I came across this article in the sensationalist ragbag and once-decent paper The Independent by the right-wing commentator and patriarchy coddler Dominic Lawson. Again, for the attention-bereft who may be already thinking of logging back into Facebook to see if anyone’s invited them to do a ‘What Flavour Mini Milk Are You?’ quiz in the last 20 seconds, the summary of the article is this: entitled ‘Well done our women cricketers. Just don’t expect me to watch them’, the article argues that women essentially aren’t any good at cricket, and that “It’s no criticism of women to point out that they are physically incapable of propelling a cricket ball at 90 mph”. Shit as women are, sometimes if one does well on a national level we can overlook her inherent womanness-shitness for the sake of our own jingoistic pride, though of course it won’t match up to the thrilling experience of watching a man: “with the truly exceptional man..there is something extra, a kind of gasping astonishment on our part that such strength and power could be encompassed by a human being at all.” Lawson then goes on to consider for a nanosecond the idea of fair attention for people who represent half of the population, before insinuating that women shouldn’t get too big an idea of themselves. The whole thing is delivered with a level of pomposity which would make Anne Widdecome look like Jim Royle, and ends on a baffling comparison of women to disabled people, apparently legitimatized by the fact that his own daughter has Down’s syndrome.

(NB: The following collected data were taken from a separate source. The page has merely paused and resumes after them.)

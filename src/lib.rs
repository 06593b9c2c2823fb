mod database;
pub use database::postgres::{
    batch::{Batch, BatchError, BatchResults, QueuedStatement, StatementKind, StatementOutcome},
    client::{
        connection_string, PostgresClient, PostgresConnectionError, PostgresError, PostgresPool,
        PostgresPooledConnection, PostgresTransaction,
    },
    setup::{cleanup_ledger, setup_ledger, CleanupLedgerError, SetupLedgerError},
    sql_value::SqlValue,
};

mod ledger;
pub use ledger::{LedgerEntry, LEDGER_COLUMNS, LEDGER_TABLE};

mod logger;
pub use logger::{setup_info_logger, setup_logger};

mod report;
pub use report::AsyncReportAppender;

mod workflow;
pub use workflow::{decode_entries, run_ledger_batch, WorkflowError};

// export 3rd party dependencies
pub use tokio_postgres::types::ToSql;
pub use tokio_postgres::Row;
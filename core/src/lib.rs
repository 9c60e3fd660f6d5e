//! Process supervision for an interactive assistant: launch commands, promote
//! slow ones to tracked background processes, mirror their output into durable
//! append-only logs, and expose watch/kill/stdin surfaces over simple IDs.

mod bridge;
mod error;
mod interrupt;
mod launcher;
mod output;
mod registry;
mod simple_id;
mod spawn;

pub use bridge::ControlCode;
pub use bridge::InteractiveBridge;
pub use error::Result;
pub use error::SupervisorError;
pub use interrupt::DEFAULT_GRACE_WINDOW;
pub use interrupt::InterruptCoordinator;
pub use interrupt::InterruptDecision;
pub use launcher::DEFAULT_SYNC_TIMEOUT;
pub use launcher::RunRequest;
pub use launcher::RunResult;
pub use launcher::Supervisor;
pub use output::DEFAULT_TAIL_CHARS;
pub use output::OutputChannel;
pub use output::OutputChunk;
pub use output::ProcessLog;
pub use output::clip_tail;
pub use registry::ProcessRecord;
pub use registry::ProcessRegistry;
pub use registry::ProcessStatus;
pub use simple_id::SimpleId;
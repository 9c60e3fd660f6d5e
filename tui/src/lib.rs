//! Terminal front end for supervised processes: a key-driven live view over
//! a process's output stream, with pause, kill, and interactive hand-off.

mod watch;

pub use watch::WatchAction;
pub use watch::WatchController;
pub use watch::WatchState;
pub use watch::run_watch;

Two conclusions may be drawn from this sexist pile of ardent cock-worship: one is that, for spurious ‘reasons’ of biology, the commentator, for the purposes of his piece, does not believe women are as valid as men. The second conclusion which one might draw, and which I arrived at after a bout of inner vituperation, is that while the first conclusion may be true, the fact is that it is a belief held by one overprivileged, underenlightened newspaper columnist, and for various expletives’ sake, is only about cricket anyway.

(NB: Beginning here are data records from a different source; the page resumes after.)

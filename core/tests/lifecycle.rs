#![cfg(unix)]

use std::time::Duration;

use overseer_core::ProcessStatus;
use overseer_core::RunRequest;
use overseer_core::RunResult;
use overseer_core::SimpleId;
use overseer_core::Supervisor;
use overseer_core::SupervisorError;
use pretty_assertions::assert_eq;

fn open_supervisor(home: &tempfile::TempDir) -> Supervisor {
    Supervisor::open(home.path()).expect("open supervisor")
}

async fn wait_terminal(supervisor: &Supervisor, id: SimpleId) -> ProcessStatus {
    for _ in 0..100 {
        if let Some(record) = supervisor.registry().get(id) {
            if record.status.is_terminal() {
                return record.status;
            }
        }
        tokio::time::sleep(Duration::from_millis(50)).await;
    }
    panic!("process {id} never reached a terminal status");
}

#[tokio::test(flavor = "multi_thread", worker_threads = 2)]
async fn fast_command_completes_without_residue() {
    let home = tempfile::tempdir().expect("tempdir");
    let supervisor = open_supervisor(&home);

    let result = supervisor
        .run(RunRequest::new("echo swift"))
        .await
        .expect("run");

    match result {
        RunResult::Completed {
            exit_code,
            captured_text,
        } => {
            assert_eq!(exit_code, Some(0));
            assert_eq!(captured_text, "swift\n");
        }
        other => panic!("expected fast completion, got {other:?}"),
    }
    assert!(supervisor.registry().list().is_empty());
    // The log file went with the record.
    let leftovers: Vec<_> = std::fs::read_dir(home.path().join("logs"))
        .expect("logs dir")
        .collect();
    assert!(leftovers.is_empty());
}

#[tokio::test(flavor = "multi_thread", worker_threads = 2)]
async fn fast_command_reports_nonzero_exit() {
    let home = tempfile::tempdir().expect("tempdir");
    let supervisor = open_supervisor(&home);

    let result = supervisor
        .run(RunRequest::new("sh -c 'exit 7'"))
        .await
        .expect("run");
    match result {
        RunResult::Completed { exit_code, .. } => assert_eq!(exit_code, Some(7)),
        other => panic!("expected completion, got {other:?}"),
    }
}

#[tokio::test(flavor = "multi_thread", worker_threads = 2)]
async fn slow_command_is_promoted_and_finishes_in_background() {
    let home = tempfile::tempdir().expect("tempdir");
    let supervisor = open_supervisor(&home);

    let mut request = RunRequest::new("echo early; sleep 1; echo late");
    request.sync_timeout = Duration::from_millis(200);
    let result = supervisor.run(request).await.expect("run");

    let id = match result {
        RunResult::Running {
            simple_id,
            captured_text,
        } => {
            assert_eq!(captured_text, "early\n");
            simple_id
        }
        other => panic!("expected promotion, got {other:?}"),
    };

    let record = supervisor.registry().get(id).expect("record");
    assert_eq!(record.status, ProcessStatus::Running);
    assert!(record.native_pid > 0);

    let status = wait_terminal(&supervisor, id).await;
    assert_eq!(status, ProcessStatus::Completed { exit_code: Some(0) });

    // Promoted output is retained and each line appears exactly once.
    let log = supervisor.log(id).expect("log");
    assert_eq!(log.text(), "early\nlate\n");
}

#[tokio::test(flavor = "multi_thread", worker_threads = 2)]
async fn long_running_hint_skips_the_sync_wait() {
    let home = tempfile::tempdir().expect("tempdir");
    let supervisor = open_supervisor(&home);

    let mut request = RunRequest::new("sleep 5");
    request.is_long_running = true;
    let started = std::time::Instant::now();
    let result = supervisor.run(request).await.expect("run");
    assert!(started.elapsed() < Duration::from_secs(2));

    let id = result.simple_id().expect("promoted id");
    supervisor.kill(id, true).await.expect("kill");
}

#[tokio::test(flavor = "multi_thread", worker_threads = 2)]
async fn kill_defaults_to_most_recent_running_process() {
    let home = tempfile::tempdir().expect("tempdir");
    let supervisor = open_supervisor(&home);

    let mut first = RunRequest::new("sleep 30");
    first.is_long_running = true;
    let first_id = supervisor
        .run(first)
        .await
        .expect("run")
        .simple_id()
        .expect("id");

    tokio::time::sleep(Duration::from_millis(50)).await;

    let mut second = RunRequest::new("sleep 30");
    second.is_long_running = true;
    let second_id = supervisor
        .run(second)
        .await
        .expect("run")
        .simple_id()
        .expect("id");

    let target = supervisor.resolve(None).expect("default target");
    assert_eq!(target.simple_id, second_id);

    supervisor.kill(target.simple_id, false).await.expect("kill");
    let status = wait_terminal(&supervisor, second_id).await;
    assert_eq!(status, ProcessStatus::Killed);

    // The earlier process is untouched.
    let first_record = supervisor.registry().get(first_id).expect("record");
    assert_eq!(first_record.status, ProcessStatus::Running);
    supervisor.kill(first_id, true).await.expect("cleanup kill");
}

#[tokio::test(flavor = "multi_thread", worker_threads = 2)]
async fn kill_escalates_when_sigterm_is_ignored() {
    let home = tempfile::tempdir().expect("tempdir");
    let supervisor = open_supervisor(&home);

    let mut request = RunRequest::new("trap '' TERM; sleep 60");
    request.is_long_running = true;
    let id = supervisor
        .run(request)
        .await
        .expect("run")
        .simple_id()
        .expect("id");
    // Give the shell a moment to install the trap.
    tokio::time::sleep(Duration::from_millis(200)).await;

    supervisor.kill(id, false).await.expect("kill escalates");
    let status = wait_terminal(&supervisor, id).await;
    assert_eq!(status, ProcessStatus::Killed);
}

#[tokio::test(flavor = "multi_thread", worker_threads = 2)]
async fn forced_kill_reaps_background_children_holding_the_pipes() {
    let home = tempfile::tempdir().expect("tempdir");
    let supervisor = open_supervisor(&home);

    // The background sleep inherits the output pipes and would outlive a
    // shell-only kill; the exec'd sleep is what the record's pid points at.
    let mut request = RunRequest::new("sleep 60 & exec sleep 300");
    request.is_long_running = true;
    let id = supervisor
        .run(request)
        .await
        .expect("run")
        .simple_id()
        .expect("id");
    let pid = supervisor.registry().get(id).expect("record").native_pid;

    supervisor.kill(id, true).await.expect("forced kill");
    let status = wait_terminal(&supervisor, id).await;
    assert_eq!(status, ProcessStatus::Killed);

    // The whole process group goes down, background child included.
    let mut group_gone = false;
    for _ in 0..40 {
        if unsafe { libc::killpg(pid as libc::pid_t, 0) } != 0 {
            group_gone = true;
            break;
        }
        tokio::time::sleep(Duration::from_millis(50)).await;
    }
    assert!(group_gone, "process group survived the forced kill");
}

#[tokio::test(flavor = "multi_thread", worker_threads = 2)]
async fn graceful_kill_reaches_forked_grandchildren() {
    let home = tempfile::tempdir().expect("tempdir");
    let supervisor = open_supervisor(&home);

    // Plain shells fork for this, so the tracked pid is the shell and the
    // sleep is a grandchild; a pid-only SIGTERM would strand it.
    let mut request = RunRequest::new("sleep 30");
    request.is_long_running = true;
    let id = supervisor
        .run(request)
        .await
        .expect("run")
        .simple_id()
        .expect("id");
    let pid = supervisor.registry().get(id).expect("record").native_pid;

    supervisor.kill(id, false).await.expect("graceful kill");
    let status = wait_terminal(&supervisor, id).await;
    assert_eq!(status, ProcessStatus::Killed);

    let mut group_gone = false;
    for _ in 0..40 {
        if unsafe { libc::killpg(pid as libc::pid_t, 0) } != 0 {
            group_gone = true;
            break;
        }
        tokio::time::sleep(Duration::from_millis(50)).await;
    }
    assert!(group_gone, "process group survived the graceful kill");
}

#[tokio::test(flavor = "multi_thread", worker_threads = 2)]
async fn hard_timeout_marks_timed_out() {
    let home = tempfile::tempdir().expect("tempdir");
    let supervisor = open_supervisor(&home);

    let mut request = RunRequest::new("sleep 30");
    request.is_long_running = true;
    request.hard_timeout = Some(Duration::from_millis(300));
    let id = supervisor
        .run(request)
        .await
        .expect("run")
        .simple_id()
        .expect("id");

    let status = wait_terminal(&supervisor, id).await;
    assert_eq!(status, ProcessStatus::TimedOut);
}

#[tokio::test(flavor = "multi_thread", worker_threads = 2)]
async fn send_line_to_noninteractive_process_is_rejected() {
    let home = tempfile::tempdir().expect("tempdir");
    let supervisor = open_supervisor(&home);

    let mut request = RunRequest::new("sleep 10");
    request.is_long_running = true;
    let id = supervisor
        .run(request)
        .await
        .expect("run")
        .simple_id()
        .expect("id");

    let err = supervisor
        .bridge()
        .send_line(id, "hello")
        .await
        .expect_err("non-interactive rejection");
    assert!(matches!(err, SupervisorError::NotInteractive { .. }));

    supervisor.kill(id, true).await.expect("cleanup kill");
}

#[tokio::test(flavor = "multi_thread", worker_threads = 2)]
async fn interactive_process_echoes_stdin_through_the_log() {
    let home = tempfile::tempdir().expect("tempdir");
    let supervisor = open_supervisor(&home);

    let mut request = RunRequest::new("cat");
    request.interactive = true;
    let result = supervisor.run(request).await.expect("run");
    let id = match result {
        RunResult::Interactive { simple_id } => simple_id,
        other => panic!("expected interactive surface, got {other:?}"),
    };

    let record = supervisor.registry().get(id).expect("record");
    assert!(record.is_interactive);

    supervisor
        .bridge()
        .send_line(id, "ping")
        .await
        .expect("send line");

    let log = supervisor.log(id).expect("log");
    let mut saw_ping = false;
    for _ in 0..50 {
        if log.text().contains("ping") {
            saw_ping = true;
            break;
        }
        tokio::time::sleep(Duration::from_millis(50)).await;
    }
    assert!(saw_ping, "stdin never surfaced in the captured output");

    supervisor.kill(id, true).await.expect("kill");
}

#[tokio::test(flavor = "multi_thread", worker_threads = 2)]
async fn restart_reconciles_dead_processes_and_replays_logs() {
    let home = tempfile::tempdir().expect("tempdir");
    let id;
    {
        let supervisor = open_supervisor(&home);
        let mut request = RunRequest::new("echo persisted; sleep 30");
        request.is_long_running = true;
        id = supervisor
            .run(request)
            .await
            .expect("run")
            .simple_id()
            .expect("id");
        // Wait for the first line to land in the log mirror.
        let log = supervisor.log(id).expect("log");
        for _ in 0..50 {
            if !log.text().is_empty() {
                break;
            }
            tokio::time::sleep(Duration::from_millis(50)).await;
        }
        supervisor.kill(id, true).await.expect("kill");
        wait_terminal(&supervisor, id).await;
    }

    // A fresh instance over the same home sees the record; its pid is dead,
    // so a stale Running marker would have been reconciled here too.
    let reopened = open_supervisor(&home);
    let record = reopened.registry().get(id).expect("record survives restart");
    assert!(record.status.is_terminal());
    assert_eq!(reopened.log(id).expect("log").text(), "persisted\n");

    // And purge drops both record and log.
    reopened.purge(id).expect("purge");
    assert!(reopened.registry().get(id).is_none());
    assert!(matches!(
        reopened.purge(id),
        Err(SupervisorError::NotFound { .. })
    ));
}

#[tokio::test(flavor = "multi_thread", worker_threads = 2)]
async fn resolve_prefers_simple_id_and_rejects_unknown_references() {
    let home = tempfile::tempdir().expect("tempdir");
    let supervisor = open_supervisor(&home);

    let mut request = RunRequest::new("sleep 10");
    request.is_long_running = true;
    let id = supervisor
        .run(request)
        .await
        .expect("run")
        .simple_id()
        .expect("id");
    let record = supervisor.registry().get(id).expect("record");

    assert_eq!(
        supervisor
            .resolve(Some(&id.to_string()))
            .expect("by simple id")
            .simple_id,
        id
    );
    assert_eq!(
        supervisor
            .resolve(Some(&record.native_pid.to_string()))
            .expect("by pid")
            .simple_id,
        id
    );
    assert!(matches!(
        supervisor.resolve(Some("999999")),
        Err(SupervisorError::NotFound { .. })
    ));

    supervisor.kill(id, true).await.expect("cleanup kill");
}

This belief had a diazepamic effect on my addled brain for a time, until I opened the same newspaper a few days later and was greeted with this odious little instalment of cultural misogyny, a news article about the plight of womankind in Turkey. Over there, a recent attempt to crack down on the patriarchal phenomenon of “honour” killings has meant that men, instead of killing their female relations in cold blood for the crime of wanting their autonomy, are now pressurizing them instead to kill themselves. The repugnance of this situation should be obvious to anybody with a braincell or a beating heart. What may be less obvious to some is how entirely propped up this appalling situation is by patriarchal institutions: a father owns his daughter; wishes to trade her off to a new owner via the property-exchanging mechanism of marriage; when she dares to respond with contrary actions or wishes, he destroys his soiled property as it is no longer fit for consumption. The whole system is founded on the idea of woman as commodity, and in the newly-emerging twist, the woman is forced to take patriarchy-sanctioned autonomy and end her own life in tacit acceptance of her worthlessness as damaged goods.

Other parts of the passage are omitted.